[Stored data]
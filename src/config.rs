//! Engine configuration.
//!
//! Every field has a default, so a JSON document only needs the settings it
//! changes:
//!
//! ```json
//! { "ignore_overlap": true, "tie_break": "last_in_order",
//!   "thermostat": { "temperature": 1.5, "interval": 10 } }
//! ```

use crate::error::{Error, Result};
use serde::{Deserialize, Serialize};
use std::path::Path;

/// Default cap on events resolved inside one `do_step`.
pub const DEFAULT_MAX_EVENTS_PER_STEP: usize = 1_000_000;

/// Which agent wins when several predict exactly the same time.
#[derive(Debug, Clone, Copy, PartialEq, Eq, Default, Serialize, Deserialize)]
#[serde(rename_all = "snake_case")]
pub enum TieBreak {
    /// The agent earliest in the index order.
    #[default]
    FirstInOrder,
    /// The agent latest in the index order.
    LastInOrder,
}

/// Isothermal velocity rescaling.
#[derive(Debug, Clone, Copy, PartialEq, Serialize, Deserialize)]
pub struct Thermostat {
    /// Target kinetic temperature (k_B = 1).
    pub temperature: f64,
    /// Rescale after every `interval` calls to `do_step`.
    #[serde(default = "default_interval")]
    pub interval: u64,
}

fn default_interval() -> u64 {
    1
}

fn default_max_events() -> usize {
    DEFAULT_MAX_EVENTS_PER_STEP
}

/// Engine settings.
#[derive(Debug, Clone, PartialEq, Serialize, Deserialize)]
#[serde(default, deny_unknown_fields)]
pub struct EngineConfig {
    /// Treat overlapping, approaching atoms as an immediate event instead of a fatal error.
    pub ignore_overlap: bool,
    /// Events allowed inside one `do_step` before the cascade is declared unresolved.
    #[serde(default = "default_max_events")]
    pub max_events_per_step: usize,
    /// Policy for exactly simultaneous predictions.
    pub tie_break: TieBreak,
    /// Optional isothermal rescaling.
    pub thermostat: Option<Thermostat>,
}

impl Default for EngineConfig {
    fn default() -> Self {
        Self {
            ignore_overlap: false,
            max_events_per_step: DEFAULT_MAX_EVENTS_PER_STEP,
            tie_break: TieBreak::default(),
            thermostat: None,
        }
    }
}

impl EngineConfig {
    /// Parse and validate a JSON document.
    pub fn from_json_str(s: &str) -> Result<Self> {
        let cfg: Self = serde_json::from_str(s)?;
        cfg.validate()?;
        Ok(cfg)
    }

    /// Read, parse and validate a JSON file.
    pub fn from_path(path: impl AsRef<Path>) -> Result<Self> {
        let raw = std::fs::read_to_string(path)?;
        Self::from_json_str(&raw)
    }

    /// Serialize to pretty JSON.
    pub fn to_json_string(&self) -> Result<String> {
        Ok(serde_json::to_string_pretty(self)?)
    }

    /// Check value ranges.
    pub fn validate(&self) -> Result<()> {
        if self.max_events_per_step == 0 {
            return Err(Error::InvalidParam(
                "max_events_per_step must be > 0".into(),
            ));
        }
        if let Some(th) = &self.thermostat {
            if !th.temperature.is_finite() || th.temperature <= 0.0 {
                return Err(Error::InvalidParam(
                    "thermostat temperature must be finite and > 0".into(),
                ));
            }
            if th.interval == 0 {
                return Err(Error::InvalidParam(
                    "thermostat interval must be > 0".into(),
                ));
            }
        }
        Ok(())
    }
}

#[cfg(test)]
mod tests {
    use super::*;

    #[test]
    fn empty_document_gives_defaults() -> Result<()> {
        let cfg = EngineConfig::from_json_str("{}")?;
        assert_eq!(cfg, EngineConfig::default());
        assert_eq!(cfg.max_events_per_step, DEFAULT_MAX_EVENTS_PER_STEP);
        Ok(())
    }

    #[test]
    fn partial_document_overrides_fields() -> Result<()> {
        let cfg = EngineConfig::from_json_str(
            r#"{ "ignore_overlap": true, "tie_break": "last_in_order",
                 "thermostat": { "temperature": 1.5 } }"#,
        )?;
        assert!(cfg.ignore_overlap);
        assert_eq!(cfg.tie_break, TieBreak::LastInOrder);
        let th = cfg.thermostat.ok_or_else(|| Error::InvalidParam("missing".into()))?;
        assert_eq!(th.temperature, 1.5);
        assert_eq!(th.interval, 1);
        Ok(())
    }

    #[test]
    fn unknown_fields_and_bad_values_rejected() {
        assert!(matches!(
            EngineConfig::from_json_str(r#"{ "ignore_overlaps": true }"#),
            Err(Error::Config(_))
        ));
        assert!(matches!(
            EngineConfig::from_json_str(r#"{ "max_events_per_step": 0 }"#),
            Err(Error::InvalidParam(_))
        ));
        assert!(EngineConfig::from_json_str(r#"{ "thermostat": { "temperature": -1.0 } }"#).is_err());
    }

    #[test]
    fn round_trips_through_json() -> Result<()> {
        let cfg = EngineConfig {
            ignore_overlap: true,
            max_events_per_step: 50,
            tie_break: TieBreak::LastInOrder,
            thermostat: Some(Thermostat {
                temperature: 2.0,
                interval: 5,
            }),
        };
        let back = EngineConfig::from_json_str(&cfg.to_json_string()?)?;
        assert_eq!(back, cfg);
        Ok(())
    }

    #[test]
    fn missing_file_is_io_error() {
        assert!(matches!(
            EngineConfig::from_path("/definitely/not/here.json"),
            Err(Error::Io(_))
        ));
    }
}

EXERCISE PROMPT
Please show all lines from the entries that contain the word "derive".

YOUR RESPONSE
#[derive(Debug, Clone, Copy, PartialEq, Eq, Default, Serialize, Deserialize)]
#[derive(Debug, Clone, Copy, PartialEq, Serialize, Deserialize)]
#[derive(Debug, Clone, PartialEq, Serialize, Deserialize)]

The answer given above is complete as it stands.